The COVID-19 pandemic has dramatically impacted many aspects of life. The extent of the effects still needs to be fully understood. But some impacts to the Life Sciences M&A market are already visible. Across all industries many transactions have been put on hold, as parties are concentrating on the continuity of their businesses. While some of those deals will be closed later this year, many will be stalled. The shortage of debt financing, the investment controlling regulation by the German government and purchase price disputes might reduce the number of transactions even more. In this worldwide downturn of the economy, Life Sciences companies will not be immune, but they show more resilience than other sectors.
The trend of Life Sciences companies focusing on their core businesses is now more visible than ever, as we see increased spin-offs and divestitures. We also expect increasing institutional investments in the Life Sciences sector. With less targets on the market, those opportunities will become more competitive.
As the pandemic is forcing us to go online, the trend towards digitalisation will see an immense acceleration. Changes that for long have seemed impossible due to strict regulations and cultural aversions, are now happening, including telehealth and sick leave notes via phone. Patients and providers have learned to manage the distance and use digital tools. The enormous costs burdening the providers as a consequence of the shutdowns will further drive digitalisation to dramatically increase productivity.

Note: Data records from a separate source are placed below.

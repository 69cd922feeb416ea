//! Undirected graph stored as an adjacency list.
//!
//! Vertices are identified by dense indices `0..vertex_count`. The number of
//! vertices is fixed when the graph is created; only edges can be added
//! afterwards.
//!
//! # Examples
//!
//! ```
//! use undigraph::Graph;
//!
//! let mut graph = Graph::new(3);
//!
//! graph.add_edge(0, 1)?;
//! graph.add_edge(1, 2)?;
//! graph.add_edge(0, 0)?;
//!
//! assert_eq!(graph.edge_count(), 3);
//! assert_eq!(graph.self_loop_count(), 1);
//! assert_eq!(graph.neighbors(0)?, &[1, 0, 0]);
//! # Ok::<(), undigraph::Error>(())
//! ```

use std::{fmt, ops::Range};

use crate::error::Error;

/// Undirected, unlabeled graph in adjacency list representation.
///
/// Every edge `(v, w)` is stored twice, once in the list of `v` and once in
/// the list of `w`. A self-loop `(v, v)` therefore occurs twice in the list of
/// `v`. Parallel edges are allowed.
#[derive(Debug, Clone, PartialEq, Eq, Default)]
pub struct Graph {
    adjacency: Vec<Vec<usize>>,
}

impl Graph {
    /// Creates a graph with `vertex_count` vertices and no edges.
    ///
    /// # Panics
    ///
    /// Panics if the adjacency lists cannot be allocated. Use
    /// [`Graph::try_from`] for vertex counts that come from untrusted input.
    pub fn new(vertex_count: usize) -> Self {
        Self {
            adjacency: vec![Vec::new(); vertex_count],
        }
    }

    /// Returns the number of vertices.
    pub fn vertex_count(&self) -> usize {
        self.adjacency.len()
    }

    /// Returns the number of edges.
    ///
    /// Computed from the adjacency lists in which every edge is counted from
    /// both of its endpoints.
    pub fn edge_count(&self) -> usize {
        self.adjacency.iter().map(Vec::len).sum::<usize>() / 2
    }

    /// Returns an iterator over all vertex ids in ascending order.
    pub fn vertex_ids(&self) -> Range<usize> {
        0..self.vertex_count()
    }

    pub fn contains_vertex(&self, v: usize) -> bool {
        v < self.vertex_count()
    }

    /// Adds an undirected edge between `v` and `w`.
    ///
    /// `w` is appended to the neighbors of `v` and `v` to the neighbors of
    /// `w`. Adding a self-loop appends `v` to its own list twice.
    pub fn add_edge(&mut self, v: usize, w: usize) -> Result<(), Error> {
        self.check_vertex(v)?;
        self.check_vertex(w)?;

        self.adjacency[v].push(w);
        self.adjacency[w].push(v);

        Ok(())
    }

    /// Adds all edges from the iterator in order.
    ///
    /// Stops at the first edge with an endpoint that is not a vertex of the
    /// graph. Edges preceding it stay in the graph.
    pub fn extend_with_edges<I>(&mut self, edges: I) -> Result<(), Error>
    where
        I: IntoIterator<Item = (usize, usize)>,
    {
        for (v, w) in edges {
            self.add_edge(v, w)?;
        }

        Ok(())
    }

    /// Returns the neighbors of `v` in the order the edges were added.
    ///
    /// The list contains duplicates for parallel edges and self-loops.
    pub fn neighbors(&self, v: usize) -> Result<&[usize], Error> {
        self.check_vertex(v)?;
        Ok(&self.adjacency[v])
    }

    /// Returns the number of edge endpoints incident to `v`.
    ///
    /// A self-loop contributes two to the degree.
    pub fn degree(&self, v: usize) -> Result<usize, Error> {
        self.neighbors(v).map(<[usize]>::len)
    }

    /// Returns the maximum degree over all vertices, or zero if there are no
    /// vertices.
    pub fn max_degree(&self) -> usize {
        self.adjacency.iter().map(Vec::len).max().unwrap_or(0)
    }

    /// Returns the average vertex degree, `2 * E / V`.
    pub fn average_degree(&self) -> Result<f64, Error> {
        if self.adjacency.is_empty() {
            return Err(Error::EmptyGraph);
        }

        Ok(2.0 * self.edge_count() as f64 / self.vertex_count() as f64)
    }

    /// Returns the number of self-loops.
    pub fn self_loop_count(&self) -> usize {
        let endpoints = self
            .adjacency
            .iter()
            .enumerate()
            .map(|(v, neighbors)| neighbors.iter().filter(|&&w| w == v).count())
            .sum::<usize>();

        endpoints / 2
    }

    // Traversals only ever index with ids that were validated at their entry
    // point or come from the adjacency lists themselves.
    pub(crate) fn adjacent(&self, v: usize) -> &[usize] {
        &self.adjacency[v]
    }

    pub(crate) fn check_vertex(&self, v: usize) -> Result<(), Error> {
        if self.contains_vertex(v) {
            Ok(())
        } else {
            Err(Error::IndexOutOfRange {
                index: v,
                vertex_count: self.vertex_count(),
            })
        }
    }
}

impl TryFrom<i64> for Graph {
    type Error = Error;

    fn try_from(vertex_count: i64) -> Result<Self, Self::Error> {
        let count = usize::try_from(vertex_count).map_err(|_| Error::InvalidSize(vertex_count))?;

        let mut adjacency = Vec::new();
        adjacency
            .try_reserve_exact(count)
            .map_err(|_| Error::InvalidSize(vertex_count))?;
        adjacency.resize_with(count, Vec::new);

        Ok(Self { adjacency })
    }
}

impl fmt::Display for Graph {
    fn fmt(&self, f: &mut fmt::Formatter<'_>) -> fmt::Result {
        for (v, neighbors) in self.adjacency.iter().enumerate() {
            write!(f, "{v}:")?;
            for w in neighbors {
                write!(f, " {w}")?;
            }
            writeln!(f)?;
        }

        Ok(())
    }
}

#[cfg(test)]
mod tests {
    use assert_matches::assert_matches;

    use crate::infra::testing::{create_path_graph, create_tiny_graph};

    use super::*;

    #[test]
    fn empty() {
        let graph = Graph::new(0);

        assert_eq!(graph.vertex_count(), 0);
        assert_eq!(graph.edge_count(), 0);
        assert_eq!(graph.max_degree(), 0);
        assert_eq!(graph.self_loop_count(), 0);
        assert_matches!(graph.average_degree(), Err(Error::EmptyGraph));
    }

    #[test]
    fn vertices_without_edges() {
        let graph = Graph::new(4);

        assert_eq!(graph.vertex_count(), 4);
        assert_eq!(graph.edge_count(), 0);
        assert_eq!(graph.vertex_ids().collect::<Vec<_>>(), vec![0, 1, 2, 3]);
        assert_eq!(graph.average_degree(), Ok(0.0));
    }

    #[test]
    fn add_edge_symmetric() {
        let mut graph = Graph::new(3);

        graph.add_edge(0, 1).unwrap();
        graph.add_edge(2, 1).unwrap();

        assert_eq!(graph.neighbors(0).unwrap(), &[1]);
        assert_eq!(graph.neighbors(1).unwrap(), &[0, 2]);
        assert_eq!(graph.neighbors(2).unwrap(), &[1]);
    }

    #[test]
    fn add_edge_out_of_range() {
        let mut graph = Graph::new(2);

        assert_eq!(
            graph.add_edge(0, 2),
            Err(Error::IndexOutOfRange {
                index: 2,
                vertex_count: 2
            })
        );
        assert_matches!(
            graph.add_edge(5, 0),
            Err(Error::IndexOutOfRange { index: 5, .. })
        );

        // Nothing was added for the rejected edges.
        assert_eq!(graph.edge_count(), 0);
        assert_eq!(graph.neighbors(0).unwrap(), &[] as &[usize]);
    }

    #[test]
    fn self_loop() {
        let mut graph = Graph::new(3);

        graph.add_edge(0, 1).unwrap();
        graph.add_edge(1, 2).unwrap();
        graph.add_edge(0, 0).unwrap();

        assert_eq!(graph.edge_count(), 3);
        assert_eq!(graph.self_loop_count(), 1);
        assert_eq!(graph.degree(0), Ok(3));
        assert_eq!(graph.neighbors(0).unwrap(), &[1, 0, 0]);
    }

    #[test]
    fn parallel_edges() {
        let mut graph = Graph::new(2);

        graph.add_edge(0, 1).unwrap();
        graph.add_edge(1, 0).unwrap();

        assert_eq!(graph.edge_count(), 2);
        assert_eq!(graph.neighbors(0).unwrap(), &[1, 1]);
        assert_eq!(graph.self_loop_count(), 0);
    }

    #[test]
    fn query_out_of_range() {
        let graph = create_path_graph(3);

        assert_matches!(graph.neighbors(3), Err(Error::IndexOutOfRange { .. }));
        assert_matches!(graph.degree(usize::MAX), Err(Error::IndexOutOfRange { .. }));
        assert!(!graph.contains_vertex(3));
        assert!(graph.contains_vertex(2));
    }

    #[test]
    fn extend_with_edges_stops_at_invalid() {
        let mut graph = Graph::new(3);

        let result = graph.extend_with_edges([(0, 1), (1, 7), (1, 2)]);

        assert_matches!(result, Err(Error::IndexOutOfRange { index: 7, .. }));
        assert_eq!(graph.edge_count(), 1);
    }

    #[test]
    fn tiny_statistics() {
        let graph = create_tiny_graph();

        assert_eq!(graph.vertex_count(), 13);
        assert_eq!(graph.edge_count(), 13);
        assert_eq!(graph.max_degree(), 4);
        assert_eq!(graph.average_degree(), Ok(2.0));
        assert_eq!(graph.self_loop_count(), 0);
        assert_eq!(graph.neighbors(6).unwrap(), &[4, 0]);
    }

    #[test]
    fn try_from_count() {
        assert_eq!(Graph::try_from(3_i64).map(|g| g.vertex_count()), Ok(3));
        assert_eq!(Graph::try_from(0_i64).map(|g| g.vertex_count()), Ok(0));
        assert_eq!(Graph::try_from(-1_i64), Err(Error::InvalidSize(-1)));
    }

    #[test]
    fn try_from_unallocatable_count() {
        assert_eq!(
            Graph::try_from(i64::MAX),
            Err(Error::InvalidSize(i64::MAX))
        );
    }

    #[test]
    fn display() {
        let mut graph = Graph::new(3);
        graph.extend_with_edges([(0, 1), (0, 0)]).unwrap();

        assert_eq!(graph.to_string(), "0: 1 0 0\n1: 0\n2:\n");
    }
}
#![doc(hidden)]
//! Infrastructure for testing and fuzzing.

#[cfg(feature = "arbitrary")]
pub mod arbitrary;
#[cfg(feature = "proptest")]
pub mod proptest;
pub mod testing;
use fixedbitset::FixedBitSet;

/// A set of visited vertices.
pub trait VisitSet {
    /// Marks the vertex as visited.
    ///
    /// Returns `true` when this is the first time the vertex is visited.
    fn visit(&mut self, v: usize) -> bool;

    /// Returns `true` if the vertex is marked as visited.
    fn is_visited(&self, v: usize) -> bool;

    /// Returns the number of visited vertices.
    fn visited_count(&self) -> usize;

    /// Resets the set of visited vertices to be empty.
    fn reset_visited(&mut self);
}

impl VisitSet for FixedBitSet {
    fn visit(&mut self, v: usize) -> bool {
        if self.len() <= v {
            self.grow(v + 1);
        }
        !self.put(v)
    }

    fn is_visited(&self, v: usize) -> bool {
        self.contains(v)
    }

    fn visited_count(&self) -> usize {
        self.count_ones(..)
    }

    fn reset_visited(&mut self) {
        self.clear()
    }
}

#[cfg(test)]
mod tests {
    use super::*;

    #[test]
    fn visit_once() {
        let mut visited = FixedBitSet::with_capacity(4);

        assert!(visited.visit(2));
        assert!(!visited.visit(2));
        assert!(visited.is_visited(2));
        assert!(!visited.is_visited(1));
        assert_eq!(visited.visited_count(), 1);
    }

    #[test]
    fn visit_grows() {
        let mut visited = FixedBitSet::new();

        assert!(visited.visit(0));
        assert!(visited.visit(9));
        assert!(visited.is_visited(9));
        assert_eq!(visited.visited_count(), 2);

        visited.reset_visited();
        assert_eq!(visited.visited_count(), 0);
        assert!(!visited.is_visited(0));
    }
}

COVID -19 will eventually lead to a re-thinking of supply chains. China holds a central role as manufacturer, producing 90% of active pharmaceutical ingredients, thus leading to fear of shortages and dependencies. Some countries have limited their export of medical products. Businesses in the future will be required to have detailed planning on how to overcome short term supply issues. This aspect will also have a strong impact on the pricing in M&A transactions.
Most Medtech and pharma companies remained stable throughout the pandemic, while healthcare provider businesses are having difficulties. With many specialty doctor’s offices being closed, and hospitals concentrating on COVID-19 patients and emergencies rather than performing revenue-driving surgeries, the healthcare provider segment sees decreasing revenues and increasing losses. The full extent of the SARS CoV-2 virus on the Life Sciences industry will have to be evaluated at the end of the pandemic, but with the exception of provider businesses M&A activities will remain on high levels at comparably high prices.